Baingan / Eggplant/ Brinjal has never been my favourite vegetable but over the last few years I developed a neutral relationship with this vegetable. But during this lockdown I tried my hand at a few different recipes and oh god I love Baingan now!
This is a recipe inspired by Madhuras Recipe. This is an authentic Marathi dish prepared in the ghats region of Maharashtra, particularly #Satara. Its spicy, its nutty and tastes delicious with Bhakris.
Here is the recipe
Finely chop 2 medium sized onions.
Into this add half a cup or more ground peanuts,( You can roast peanuts and then grind it. I skipped roasting. ) Salt as per taste, 1 tsp Kashmiri Red Chili Powder, ½ tsp Ginger garlic paste, handful roughly chopped coriander and 1 tsp Kanda Lasun Masala ( Onion and Garlic Spice Mix- this is a Maharashtrian spice mix looks close to red chili powder it brings out the flavours. If you don’t have it, add 5-6 cloves of finely chopped garlic. Mix it well.

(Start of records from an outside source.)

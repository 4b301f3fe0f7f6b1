//! Small helpers to report load timings in logs.

use std::time::Duration;

/// Human-readable formatter for [`Duration`] values: `"253µs"`, `"42ms"` or `"3.14s"`
/// depending on the scale.
#[inline]
pub fn fmt_dur(d: Duration) -> String {
    let us = d.as_micros();
    if us < 1_000 {
        format!("{us}µs")
    } else {
        let ms = d.as_millis();
        if ms < 1_000 {
            format!("{ms}ms")
        } else {
            let s = d.as_secs_f32();
            format!("{s:.2}s")
        }
    }
}

/// Whole milliseconds of a duration, saturating at `u64::MAX`.
#[inline]
pub fn as_millis_u64(d: Duration) -> u64 {
    u64::try_from(d.as_millis()).unwrap_or(u64::MAX)
}
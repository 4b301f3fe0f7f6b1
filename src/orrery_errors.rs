use thiserror::Error;

#[derive(Error, Debug)]
pub enum OrreryError {
    #[error("Invalid ISO date (expected YYYY-MM-DD): {0}")]
    InvalidDate(String),

    #[error("Invalid date range: start {start} is after end {end}")]
    InvalidDateRange { start: String, end: String },

    #[error("Horizons HTTP {status}: {reason}")]
    HorizonsHttp { status: u16, reason: String },

    #[error("Horizons error: {0}")]
    HorizonsApi(String),

    #[error("parse_error: $$SOE not found")]
    MissingEphemerisMarkers,

    #[error("Non-finite telemetry in record dated {date}")]
    NonFiniteTelemetry { date: String },

    #[error("System clock unavailable: {0}")]
    SystemClock(String),

    #[error("Invalid configuration: {0}")]
    InvalidConfig(String),

    #[error("Fetch failed: {0}")]
    ReqwestError(#[from] reqwest::Error),

    #[error("Unable to parse TOML configuration: {0}")]
    TomlError(#[from] toml::de::Error),
}

impl PartialEq for OrreryError {
    fn eq(&self, other: &Self) -> bool {
        use OrreryError::*;
        match (self, other) {
            (InvalidDate(a), InvalidDate(b)) => a == b,
            (
                InvalidDateRange { start: s1, end: e1 },
                InvalidDateRange { start: s2, end: e2 },
            ) => s1 == s2 && e1 == e2,
            (
                HorizonsHttp {
                    status: s1,
                    reason: r1,
                },
                HorizonsHttp {
                    status: s2,
                    reason: r2,
                },
            ) => s1 == s2 && r1 == r2,
            (HorizonsApi(a), HorizonsApi(b)) => a == b,
            (NonFiniteTelemetry { date: a }, NonFiniteTelemetry { date: b }) => a == b,
            (SystemClock(a), SystemClock(b)) => a == b,
            (InvalidConfig(a), InvalidConfig(b)) => a == b,

            // Not comparable: same variant means equal
            (ReqwestError(_), ReqwestError(_)) => true,
            (TomlError(_), TomlError(_)) => true,

            (MissingEphemerisMarkers, MissingEphemerisMarkers) => true,

            _ => false,
        }
    }
}
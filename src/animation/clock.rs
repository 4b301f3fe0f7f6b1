use tokio::sync::watch;

/// Real-valued day index driving the playback.
///
/// `index` is the authoritative value, written only by tick, seek and reset. Every write is
/// mirrored to a [`watch`] channel for renderers; nothing read from the channel ever flows back
/// into `index`.
#[derive(Debug)]
pub struct DayClock {
    index: f64,
    display: watch::Sender<f64>,
}

impl Default for DayClock {
    fn default() -> Self {
        DayClock::new()
    }
}

impl DayClock {
    pub fn new() -> Self {
        let (display, _) = watch::channel(0.0);
        DayClock {
            index: 0.0,
            display,
        }
    }

    #[inline]
    pub fn get(&self) -> f64 {
        self.index
    }

    pub fn set(&mut self, index: f64) {
        self.index = index;
        self.display.send_replace(index);
    }

    /// Read-only copy of the index for rendering.
    pub fn subscribe(&self) -> watch::Receiver<f64> {
        self.display.subscribe()
    }
}

#[cfg(test)]
mod clock_test {
    use super::*;

    #[test]
    fn test_display_follows_authoritative_value() {
        let mut clock = DayClock::new();
        let rx = clock.subscribe();
        assert_eq!(*rx.borrow(), 0.0);

        clock.set(12.25);
        assert_eq!(clock.get(), 12.25);
        assert!(rx.has_changed().unwrap());
        assert_eq!(*rx.borrow(), 12.25);
    }

    #[test]
    fn test_set_without_subscribers() {
        let mut clock = DayClock::default();
        clock.set(3.0);
        assert_eq!(clock.get(), 3.0);
    }
}
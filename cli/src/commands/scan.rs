use std::path::Path;
use std::time::Duration;

use anyhow::Context;
use colored::*;
use tracing::Instrument;

use crate::{
    mprint,
    terminal::{colors, format, print, prompt, spinner},
};
use scout_common::{config::Config, success, target::Target, warn};
use scout_core::ScanReport;
use scout_core::sinks::{JsonSink, PdfSink, ResultSink};
use scout_core::sources;

pub async fn scan(target: Option<String>, cfg: &Config) -> anyhow::Result<()> {
    let raw: String = match target {
        Some(raw) => raw,
        None => match prompt::ask_target().context("reading the target")? {
            Some(raw) => raw,
            None => {
                warn!("Please enter a valid URL.");
                return Ok(());
            }
        },
    };
    let target: Target = raw
        .parse()
        .with_context(|| format!("'{raw}' is not a scannable target"))?;

    let span = spinner::scan_span(cfg.sources.len());
    let progress = spinner::ProgressReporter::new(span.clone(), cfg.sources.len());
    let orchestrator = sources::registry(cfg)
        .context("preparing sources")?
        .on_progress(move |name, outcome| progress.source_settled(name, outcome))
        .build()?;

    success!(
        "Scanning {} with {} sources: {}",
        target.url(),
        orchestrator.len(),
        orchestrator.source_names().join(", ")
    );

    let report: ScanReport = orchestrator.scan(&target).instrument(span).await;

    scan_ends(&report, cfg);
    write_sinks(&report, cfg);
    Ok(())
}

fn scan_ends(report: &ScanReport, cfg: &Config) {
    if cfg.quiet > 0 {
        mprint!();
    }

    print::header("scan results", cfg.quiet);
    print_sources(report, cfg);
    print_summary(report, cfg);
}

fn print_sources(report: &ScanReport, cfg: &Config) {
    if cfg.quiet >= 2 {
        return;
    }
    for (idx, (name, outcome)) in report.iter().enumerate() {
        print::tree_head(idx, name);
        print::as_tree_one_level(vec![format::status_to_detail(outcome)]);
        print::as_tree_body(&format::outcome_to_lines(outcome, cfg.display_chars));
        if idx + 1 != report.len() {
            mprint!();
        }
    }
}

fn print_summary(report: &ScanReport, cfg: &Config) {
    let answered: usize = report.successes().count();
    let answered: ColoredString = format!("{answered}/{} sources", report.len()).bold().green();
    let total_time: ColoredString = format_elapsed(report.elapsed()).bold().yellow();
    let output: &ColoredString =
        &format!("Scan Complete: {answered} answered in {total_time}").color(colors::TEXT_DEFAULT);

    match cfg.quiet {
        0 => {
            print::fat_separator();
            print::centerln(output);
        }
        _ => {
            mprint!();
            success!("{}", output)
        }
    }
}

fn format_elapsed(elapsed: Duration) -> String {
    format!("{:.2}s", elapsed.as_secs_f64())
}

fn write_sinks(report: &ScanReport, cfg: &Config) {
    let mut sinks: Vec<(Box<dyn ResultSink>, &Path)> = Vec::new();
    if let Some(path) = &cfg.json_out {
        sinks.push((Box::new(JsonSink::new(path)), path));
    }
    if let Some(path) = &cfg.pdf_out {
        sinks.push((Box::new(PdfSink::new(path)), path));
    }

    for (sink, path) in sinks {
        match sink.write(report) {
            Ok(()) => success!("{} report saved to {}", sink.name(), path.display()),
            Err(e) => scout_common::error!("{} report not written: {e}", sink.name()),
        }
    }
    if cfg.quiet == 0 {
        print::end_of_program();
    }
}

// ╔════════════════════════════════════════════╗
// ║ ████████╗███████╗███████╗████████╗███████╗ ║
// ║ ╚══██╔══╝██╔════╝██╔════╝╚══██╔══╝██╔════╝ ║
// ║    ██║   █████╗  ███████╗   ██║   ███████╗ ║
// ║    ██║   ██╔══╝  ╚════██║   ██║   ╚════██║ ║
// ║    ██║   ███████╗███████║   ██║   ███████║ ║
// ║    ╚═╝   ╚══════╝╚══════╝   ╚═╝   ╚══════╝ ║
// ╚════════════════════════════════════════════╝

Take about half kg Brinjal and cut it from top in a way that you only make slits big enough to stuff the above mixture. Don’t cut it open completely.
In a deep Kadhai, heat 2 tbs oil and once its heated add 1 tsp jeera, some hing and curry leaves. Let it splutter.
Into this add the leftover stuffing. Saute it in the oil for at least 5-7 mins and once it changes colour, add brinjal into the Kadhai.
Mix it thoroughly and let it cook for 3-4 mins. Keep it covered.
Now add about 2 cups hot water into the Kadhai in order to make gravy.
Cover this and let this cook on a medium-high flame for at least 15-20 mins.
When cooked, garnish with coriander and serve with hot bhakris.